First – amateur kit. Going any deeper into water than being splashed requires an underwater housing. If you thought cameras were expensive, look at housings. They are specific to the make and model of the camera, so any thought of changing your camera becomes at least twice the investment. I regularly dive with someone who uses a video camera, and the housing alone cost more than both of my family cars.

But, there are plenty of people who give-up the sport and sell their kit, or who do upgrade to something better. So the usual online markets are your friend, if you are happy to use a modest camera. There is also the ever-present risk of a leak, so I am happier risking £40 than £400 or even £4,000. I’ve got a second-hand Canon Digital Ixus 750 which was originally advertised as “With its sleek Perpetual Curve design, the contoured all-metal body of the Digital IXUS 750 represents the pinnacle of Canon design excellence”. Does make you wonder why Canon didn’t stop right there and not build another camera. It has a 7mpixel sensor, which is adequate. It also has a built-in colour correction mode for underwater, of which more anon. This, with housing, cost about £20.

Next – unexotic places. I regularly dive in a flooded quarry and off the cost of East Scotland. The quarry plays host to large groups of training divers, so the bottom gets very stirred-up (the quarry’s, although I’m sure some of them also feel the tingle). Visibility in the quarry can be less than two metres. There may be less silt in the water in Scotland but it also gets darker at depth.

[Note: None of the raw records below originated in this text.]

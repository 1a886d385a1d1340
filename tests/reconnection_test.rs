//! Tests for client reconnection logic

use rust_frame_transport::{
    message_queue, Address, ClientConfig, ClientState, Message, MessageQueue, MessageStream,
    ServerConfig, TcpClient, TcpServer,
};
use std::time::Duration;
use tokio::net::TcpListener;
use tokio::time::{sleep, timeout, Instant};

const WAIT: Duration = Duration::from_secs(5);

fn init_tracing() {
    tracing_subscriber::fmt()
        .with_test_writer()
        .with_max_level(tracing::Level::DEBUG)
        .try_init()
        .ok();
}

/// A port nothing is listening on (yet)
fn free_port() -> u16 {
    let listener = std::net::TcpListener::bind("127.0.0.1:0").unwrap();
    listener.local_addr().unwrap().port()
}

fn client_for(port: u16, retry_interval: Duration) -> (TcpClient, MessageQueue, MessageStream) {
    let (outgoing, outgoing_rx) = message_queue();
    let (received_tx, received) = message_queue();
    let config = ClientConfig::new("127.0.0.1", port)
        .with_retry_interval(retry_interval)
        .with_connect_timeout(Duration::from_secs(2));

    (TcpClient::new(config, outgoing_rx, received_tx), outgoing, received)
}

async fn wait_for(mut condition: impl FnMut() -> bool) {
    timeout(WAIT, async {
        while !condition() {
            sleep(Duration::from_millis(10)).await;
        }
    })
    .await
    .expect("condition not reached in time");
}

/// A dropped connection is retried once, and not before the retry interval
#[tokio::test]
async fn test_reconnect_waits_for_retry_interval() {
    init_tracing();

    let interval = Duration::from_millis(500);
    let listener = TcpListener::bind("127.0.0.1:0").await.unwrap();
    let port = listener.local_addr().unwrap().port();

    let (mut client, _outgoing, _received) = client_for(port, interval);
    client.start().unwrap();

    // Accept and immediately kill the first connection
    let (first, _) = timeout(WAIT, listener.accept()).await.unwrap().unwrap();
    drop(first);
    let dropped_at = Instant::now();

    wait_for(|| client.state() == ClientState::Disconnected).await;
    assert_eq!(client.connection_attempts(), 1);

    // Halfway through the interval nothing has been attempted
    sleep(interval / 2).await;
    assert_eq!(client.connection_attempts(), 1);

    let (_second, _) = timeout(WAIT, listener.accept()).await.unwrap().unwrap();
    assert!(dropped_at.elapsed() >= interval);

    wait_for(|| client.is_connected()).await;
    assert_eq!(client.connection_attempts(), 2);

    client.stop().await.unwrap();
}

#[tokio::test]
async fn test_retries_until_server_appears() {
    init_tracing();

    let port = free_port();
    let (mut client, _outgoing, _received) = client_for(port, Duration::from_millis(100));
    client.start().unwrap();

    sleep(Duration::from_millis(350)).await;
    assert!(!client.is_connected());
    let failed = client.connection_attempts();
    assert!((2..=5).contains(&failed), "unexpected attempt count {}", failed);

    let (_outgoing_tx, outgoing_rx) = message_queue();
    let (received_tx, _received_rx) = message_queue();
    let mut server = TcpServer::new(
        ServerConfig::new(format!("127.0.0.1:{}", port)),
        outgoing_rx,
        received_tx,
    );
    server.start().await.unwrap();

    wait_for(|| client.is_connected()).await;
    wait_for(|| server.client_count() == 1).await;

    client.stop().await.unwrap();
    server.stop().await.unwrap();
}

#[tokio::test]
async fn test_messages_queued_while_disconnected_are_sent_later() {
    init_tracing();

    let port = free_port();
    let (mut client, outgoing, _received) = client_for(port, Duration::from_millis(100));
    client.start().unwrap();

    outgoing
        .enqueue(Message::internal(Address::BROADCAST, "queued during outage"))
        .unwrap();
    sleep(Duration::from_millis(150)).await;

    let (_server_outgoing, outgoing_rx) = message_queue();
    let (received_tx, mut received) = message_queue();
    let mut server = TcpServer::new(
        ServerConfig::new(format!("127.0.0.1:{}", port)),
        outgoing_rx,
        received_tx,
    );
    server.start().await.unwrap();

    let message = received.dequeue_timeout(WAIT).await.expect("queued message lost");
    assert_eq!(message.payload().as_internal(), Some("queued during outage"));

    client.stop().await.unwrap();
    server.stop().await.unwrap();
}

#[tokio::test]
async fn test_reconnects_after_server_restart() {
    init_tracing();

    let port = free_port();
    let bind = format!("127.0.0.1:{}", port);

    let (_first_outgoing, outgoing_rx) = message_queue();
    let (received_tx, _first_received) = message_queue();
    let mut server = TcpServer::new(ServerConfig::new(&bind), outgoing_rx, received_tx);
    server.start().await.unwrap();

    let (mut client, outgoing, _received) = client_for(port, Duration::from_millis(200));
    client.start().unwrap();
    wait_for(|| client.is_connected()).await;

    server.stop().await.unwrap();
    wait_for(|| !client.is_connected()).await;

    let (_second_outgoing, outgoing_rx) = message_queue();
    let (received_tx, mut received) = message_queue();
    let mut server = TcpServer::new(ServerConfig::new(&bind), outgoing_rx, received_tx);
    server.start().await.unwrap();

    wait_for(|| client.is_connected()).await;
    assert!(client.connection_attempts() >= 2);

    outgoing
        .enqueue(Message::ack(Address::BROADCAST, 7))
        .unwrap();
    let message = received.dequeue_timeout(WAIT).await.expect("no ack after restart");
    assert_eq!(message.payload().as_ack(), Some(7));
    assert_eq!(message.address(), client.local_address().unwrap());

    client.stop().await.unwrap();
    server.stop().await.unwrap();
}

#[tokio::test]
async fn test_stop_while_disconnected() {
    init_tracing();

    let port = free_port();
    let (mut client, _outgoing, _received) = client_for(port, Duration::from_secs(30));
    client.start().unwrap();

    wait_for(|| client.connection_attempts() == 1).await;

    timeout(Duration::from_secs(1), client.stop())
        .await
        .expect("stop blocked on the retry interval")
        .unwrap();
    assert_eq!(client.state(), ClientState::Disconnected);
}
use std::fmt::Write;

/// Builder for TwiML voice responses.
///
/// Verbs are appended in order and rendered into a single `<Response>`
/// document. All text and attribute values are XML-escaped.
#[derive(Debug, Default, Clone)]
pub struct TwimlBuilder {
    verbs: Vec<String>,
}

/// Settings for a `<Record>` verb.
#[derive(Debug, Clone)]
pub struct RecordOptions<'a> {
    pub action: &'a str,
    pub max_length_secs: u32,
    pub timeout_secs: u32,
}

impl TwimlBuilder {
    pub fn new() -> Self {
        Self::default()
    }

    pub fn say(mut self, text: &str) -> Self {
        self.verbs.push(format!(
            r#"<Say voice="Polly.Joanna">{}</Say>"#,
            escape(text)
        ));
        self
    }

    pub fn play(mut self, url: &str) -> Self {
        self.verbs.push(format!("<Play>{}</Play>", escape(url)));
        self
    }

    pub fn pause(mut self, secs: u32) -> Self {
        self.verbs.push(format!(r#"<Pause length="{secs}"/>"#));
        self
    }

    /// Record the caller's next utterance and POST it to `action`.
    ///
    /// `finishOnKey` is cleared so keypad presses don't cut recordings short.
    pub fn record(mut self, opts: &RecordOptions<'_>) -> Self {
        self.verbs.push(format!(
            r#"<Record action="{}" method="POST" maxLength="{}" timeout="{}" playBeep="false" trim="trim-silence" finishOnKey=""/>"#,
            escape(opts.action),
            opts.max_length_secs,
            opts.timeout_secs
        ));
        self
    }

    #[allow(dead_code)]
    pub fn redirect(mut self, url: &str) -> Self {
        self.verbs
            .push(format!(r#"<Redirect method="POST">{}</Redirect>"#, escape(url)));
        self
    }

    pub fn hangup(mut self) -> Self {
        self.verbs.push("<Hangup/>".to_string());
        self
    }

    pub fn build(self) -> String {
        let mut out = String::from("<?xml version=\"1.0\" encoding=\"UTF-8\"?>\n<Response>\n");
        for verb in &self.verbs {
            let _ = writeln!(out, "    {verb}");
        }
        out.push_str("</Response>");
        out
    }
}

/// Escape the five XML special characters.
pub fn escape(s: &str) -> String {
    let mut out = String::with_capacity(s.len());
    for c in s.chars() {
        match c {
            '&' => out.push_str("&amp;"),
            '<' => out.push_str("&lt;"),
            '>' => out.push_str("&gt;"),
            '"' => out.push_str("&quot;"),
            '\'' => out.push_str("&apos;"),
            _ => out.push(c),
        }
    }
    out
}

The answer is to get close. The less water there is between the camera and the subject, the less silt and haze. So most underwater photography is done through wideangle lenses or as macro. The little Canon camera has a half-decent macro mode enabled through one button on the back.

The other problem is dark. Water absorbs a lot of light, and not all the colours are absorbed at the same rate. This is why the Canon has an underwater setting – to boost the red part of the spectrum and make up for the losses. For snorkelling depths this works pretty well. Any deep than a couple of metres though, and you need flash.

The little Canon point-and-shoot has one of them too. Right next to the lens. This is the ideal position for illuminating the silt in the water. Get in very close in macro mode and it works reasonably well. Try to take a picture of a person and you get the ‘diver in snowstorm’ look.

peasoup.jpg

So you get as close as you can.

Sea urchin, Eyemouth 15 June 2019

I found a second-hand underwater flashgun on that usual online market. This one was ideal, as it had a built-in slave cell. This means it can be triggered by the weedy built-in flash, or even used as a second fill-light. It’s a reasonably handy rig – small enough to hold out one-handed at arm’s length to get close to a fish without scaring it with your body bulk.

Sturgeon, Capernwray
Sturgeon
Perch, Capernwray
Perch

And sometimes you get lucky and find the entire seabed covered in a carpet of starfish.

Brittle stars, Eyemouth, 16 June 2019

So, surprisingly, you can use modest kit to take reasonable pictures. The limitations are that you probably can’t enlarge much from a small sensor, but the muck and refraction can make that a challenge even for big cameras. Lighting can be a problem, as can getting close and using very wide angle lenses.

It will never be a challenge to the BBC, but it will do for me.

UPDATE

A lobster eating a jellyfish. Never seen this before. Taken on cheap kit.